The three-day weekend and several exciting new projects in Sharjah have improved the work-life balance for many, but residents believe that having a metro and better connectivity can, to a large extent, solve the traffic problems they face.
Earlier this week households in Sharjah were encouraged to participate in a city-wide census by Sheikh Dr Sultan bin Muhammad Al Qasimi, Ruler of Sharjah, who said it would pave the way for more development projects.
When asked what projects they would like to see, people in the emirate told Of the Nation that a metro line connecting the emirate to Dubai would be beneficial.
An efficient, safe and cost-effective public transport system, replacement of roundabouts and bridges, construction of hospitals in remote areas and opening of schools outside popular school zones are some of the things on their wish list.

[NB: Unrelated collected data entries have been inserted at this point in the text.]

//! Text-Generation Backend Module
//!
//! One narrow interface over the configured text-generation provider.
//! Everything upstream (compiler, repair loop, strategy selection) speaks
//! through [`TextGenerator`] and stays identical regardless of which
//! provider family is configured.
//!
//! Two provider families are supported:
//! - OpenAI-compatible `/chat/completions` HTTP APIs (OpenAI, DeepSeek,
//!   OpenRouter, Azure, local gateways)
//! - Google Gemini `generateContent` REST API

mod client;
mod models;

pub use client::{ChatCompletionsBackend, GeminiBackend, TextGenerator, backend_from_settings};
pub use models::{GenerateError, ProviderKind, ProviderSettings};
//! Provider settings and text-generation errors

use serde::{Deserialize, Serialize};

// ============================================================================
// Provider Settings
// ============================================================================

/// Provider family. The core dispatches on this value and interprets
/// nothing else about it.
#[derive(Debug, Clone, Copy, PartialEq, Eq, Serialize, Deserialize)]
#[serde(rename_all = "snake_case")]
pub enum ProviderKind {
    ChatCompletions,
    Gemini,
}

impl ProviderKind {
    pub fn as_str(&self) -> &'static str {
        match self {
            Self::ChatCompletions => "chat_completions",
            Self::Gemini => "gemini",
        }
    }

    pub fn parse(s: &str) -> Option<Self> {
        match s.to_lowercase().as_str() {
            "chat_completions" | "openai" | "deepseek" | "openrouter" => {
                Some(Self::ChatCompletions)
            },
            "gemini" | "google" => Some(Self::Gemini),
            _ => None,
        }
    }
}

/// Connection settings for one text-generation provider
#[derive(Debug, Clone, Serialize, Deserialize)]
pub struct ProviderSettings {
    pub kind: ProviderKind,
    pub api_base: String,
    #[serde(skip_serializing)]
    pub api_key: String,
    pub model: String,
    pub timeout_seconds: u64,
}

// ============================================================================
// Errors
// ============================================================================

/// Text-generation backend errors
#[derive(Debug, thiserror::Error)]
pub enum GenerateError {
    #[error("no text-generation provider configured")]
    NoProviderConfigured,

    #[error("backend API error: {0}")]
    Api(String),

    #[error("backend timeout after {0}s")]
    Timeout(u64),

    #[error("backend rate limited, retry after {0}s")]
    RateLimited(u64),

    #[error("backend response unusable: {0}")]
    Parse(String),
}

impl GenerateError {
    /// Transport-level failures (the backend was unreachable or refused
    /// us). These gain nothing from a prompt-hint retry, unlike
    /// response-shape failures.
    pub fn is_transport(&self) -> bool {
        matches!(self, Self::Api(_) | Self::Timeout(_) | Self::RateLimited(_))
    }
}
//! Plan notation unit tests

use super::*;

fn sample_plan() -> AnalyticalPlan {
    AnalyticalPlan {
        question: "Why are deliveries delayed?".to_string(),
        feasible: true,
        reason: None,
        tables: vec!["shipments".to_string(), "events".to_string()],
        sql: Some("SELECT origin, COUNT(*) AS delays FROM shipments GROUP BY origin".to_string()),
        panels: vec![
            PanelSpec {
                panel_type: PanelType::Bar,
                title: "Delays by Origin".to_string(),
                sql: Some("SELECT origin, COUNT(*) AS n FROM shipments GROUP BY 1".to_string()),
                x: Some("origin".to_string()),
                y: Some("n".to_string()),
                description: Some("Houston dominates the delay count.".to_string()),
                value_field: None,
                columns: Vec::new(),
                forecast: None,
            },
            PanelSpec {
                panel_type: PanelType::Line,
                title: "Monthly Delay Trend".to_string(),
                sql: Some(
                    "SELECT month, COUNT(*) AS n FROM shipments GROUP BY month ORDER BY month"
                        .to_string(),
                ),
                x: Some("month".to_string()),
                y: Some("n".to_string()),
                description: None,
                value_field: None,
                columns: Vec::new(),
                forecast: Some(ForecastSpec {
                    strategy: ForecastStrategy::Linear,
                    horizon: 3,
                    window: Some(4),
                    alpha: Some(0.3),
                    season_length: Some(12),
                    confidence: ConfidenceLevel::High,
                    interval_pct: Some(95.0),
                }),
            },
        ],
        follow_ups: vec!["Compare carriers on Houston routes".to_string()],
        executive_summary: None,
    }
}

// ============================================================================
// Round Trip
// ============================================================================

#[test]
fn test_plan_round_trip_compact() {
    let plan = sample_plan();
    let text = plan.to_notation_string(true);
    let reparsed = parse_plan(&text).expect("round trip parse failed");
    assert_eq!(reparsed, plan);
}

#[test]
fn test_plan_round_trip_indented() {
    let plan = sample_plan();
    let text = plan.to_notation_string(false);
    let reparsed = parse_plan(&text).expect("round trip parse failed");
    assert_eq!(reparsed, plan);
}

#[test]
fn test_dashboard_round_trip() {
    let dashboard = DashboardSpec {
        title: "Overview".to_string(),
        panels: sample_plan().panels,
    };
    let text = render(&dashboard.to_notation(), false);
    let reparsed = parse_dashboard(&text).expect("dashboard parse failed");
    assert_eq!(reparsed, dashboard);
}

// ============================================================================
// Prose Tolerance
// ============================================================================

#[test]
fn test_parse_with_surrounding_prose() {
    let text = "Sure! Here is the plan you asked for:\n\n\
                @plan{q:\"total orders\" feasible:true sql:\"SELECT COUNT(*) FROM orders\"}\n\n\
                Let me know if you need anything else.";
    let plan = parse_plan(text).unwrap();
    assert_eq!(plan.question, "total orders");
    assert!(plan.is_feasible());
}

#[test]
fn test_parse_inside_code_fence() {
    let text = "```plan\n@plan{\n  q:\"orders\"\n  feasible:true\n  sql:\"SELECT 1\"\n}\n```";
    let plan = parse_plan(text).unwrap();
    assert_eq!(plan.question, "orders");
}

#[test]
fn test_parse_braces_inside_strings() {
    let text = r#"@plan{q:"curly {braces} inside" feasible:true sql:"SELECT '{}' AS x"}"#;
    let plan = parse_plan(text).unwrap();
    assert_eq!(plan.question, "curly {braces} inside");
    assert_eq!(plan.sql.as_deref(), Some("SELECT '{}' AS x"));
}

// ============================================================================
// Failure Modes
// ============================================================================

#[test]
fn test_unknown_type_tag_is_distinct() {
    let err = parse("@mystery{a:1}").unwrap_err();
    assert!(matches!(err, NotationError::UnknownType(tag) if tag == "mystery"));
}

#[test]
fn test_unbalanced_braces() {
    // Truncated output: the span extractor never finds a closing brace
    let err = parse("@plan{q:\"cut off\" feasible:true").unwrap_err();
    assert!(matches!(err, NotationError::MissingObject));
}

#[test]
fn test_unterminated_string() {
    let err = parse("@plan{q:\"no closing quote}").unwrap_err();
    // The open quote swallows the closing brace, so either error is a
    // format failure; it must never panic.
    assert!(matches!(
        err,
        NotationError::MissingObject | NotationError::UnterminatedString(_)
    ));
}

#[test]
fn test_no_object_in_text() {
    let err = parse("I am unable to produce a plan for that question.").unwrap_err();
    assert!(matches!(err, NotationError::MissingObject));
}

#[test]
fn test_bad_field_coercion() {
    let err = parse_plan("@plan{q:\"x\" feasible:maybe sql:\"SELECT 1\"}").unwrap_err();
    assert!(matches!(err, NotationError::Field { .. }));
}

#[test]
fn test_unknown_panel_type_rejected() {
    let err =
        parse_plan("@plan{q:\"x\" feasible:true panels:[@panel{type:starburst title:\"t\"}]}")
            .unwrap_err();
    assert!(matches!(err, NotationError::Field { .. }));
}

#[test]
fn test_alpha_out_of_range_rejected() {
    let text = "@plan{q:\"x\" feasible:true panels:[@panel{type:line title:\"t\" \
                sql:\"SELECT 1\" forecast:@forecast{strategy:exp_smoothing horizon:3 alpha:1.5}}]}";
    let err = parse_plan(text).unwrap_err();
    assert!(matches!(err, NotationError::Field { .. }));
}

#[test]
fn test_wrong_top_level_type_for_plan() {
    let err = parse_plan("@dashboard{title:\"t\" panels:[]}").unwrap_err();
    assert!(matches!(err, NotationError::UnexpectedType { expected: "plan", .. }));
}

// ============================================================================
// Semantics
// ============================================================================

#[test]
fn test_refusal_decodes_to_infeasible_plan() {
    let text = "@refusal{reason:\"no supplier data available\" \
                followUps:[\"Ask about shipments instead\"]}";
    let plan = parse_plan(text).unwrap();
    assert!(!plan.feasible);
    assert!(!plan.is_feasible());
    assert_eq!(plan.reason.as_deref(), Some("no supplier data available"));
    assert_eq!(plan.follow_ups.len(), 1);
}

#[test]
fn test_feasibility_requires_some_sql() {
    let no_sql = parse_plan("@plan{q:\"x\" feasible:true}").unwrap();
    assert!(!no_sql.is_feasible());

    let panel_sql = parse_plan(
        "@plan{q:\"x\" feasible:true panels:[@panel{type:stat title:\"t\" sql:\"SELECT 1\"}]}",
    )
    .unwrap();
    assert!(panel_sql.is_feasible());
}

#[test]
fn test_scalar_value_kinds() {
    let value = parse("@plan{q:\"mixed\" feasible:true sql:\"SELECT 1\"}").unwrap();
    assert_eq!(value.tag(), Some("plan"));

    let spec = parse(
        "@forecast{strategy:seasonal_naive horizon:12 window:4 alpha:0.25 seasonLength:12 \
         confidence:low intervalPct:80.5}",
    )
    .unwrap();
    assert!(matches!(spec.get("horizon"), Some(NotationValue::Int(12))));
    assert!(matches!(spec.get("alpha"), Some(NotationValue::Float(a)) if (a - 0.25).abs() < 1e-12));
    assert!(matches!(spec.get("strategy"), Some(NotationValue::Str(s)) if s == "seasonal_naive"));
}

#[test]
fn test_extract_prefers_fenced_block() {
    let text = "Ignore this @plan{q:\"decoy\"} mention.\n\
                ```\n@plan{q:\"real\" feasible:true sql:\"SELECT 1\"}\n```";
    let span = extract_notation(text).unwrap();
    assert!(span.contains("real"));
}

“The metro in Sharjah will not only reduce traffic congestion and end the one-hour commute to and from the emirate, but will also help protect the environment,” said Abdulrahman Saeed, 33, from Sudan.
“It also means more time with family and well-rested employees, who will be more productive.”
Yaqoob Al Hammadi, a retired education expert, agreed with Mr Abdulrahman that the metro is probably the best way to solve traffic problems in the city and to and from Dubai.
“It is important that Sharjah introduces a train or metro,” he said.
Another important project that people want to see put in place is the removal of school groups from limited areas.
“Several schools are in the same area and this is something that must be looked into,” Mr Al Hammad said.
Every day hundreds of parents pick up their children at the same time and from the same area, causing traffic jams that affect nearby districts.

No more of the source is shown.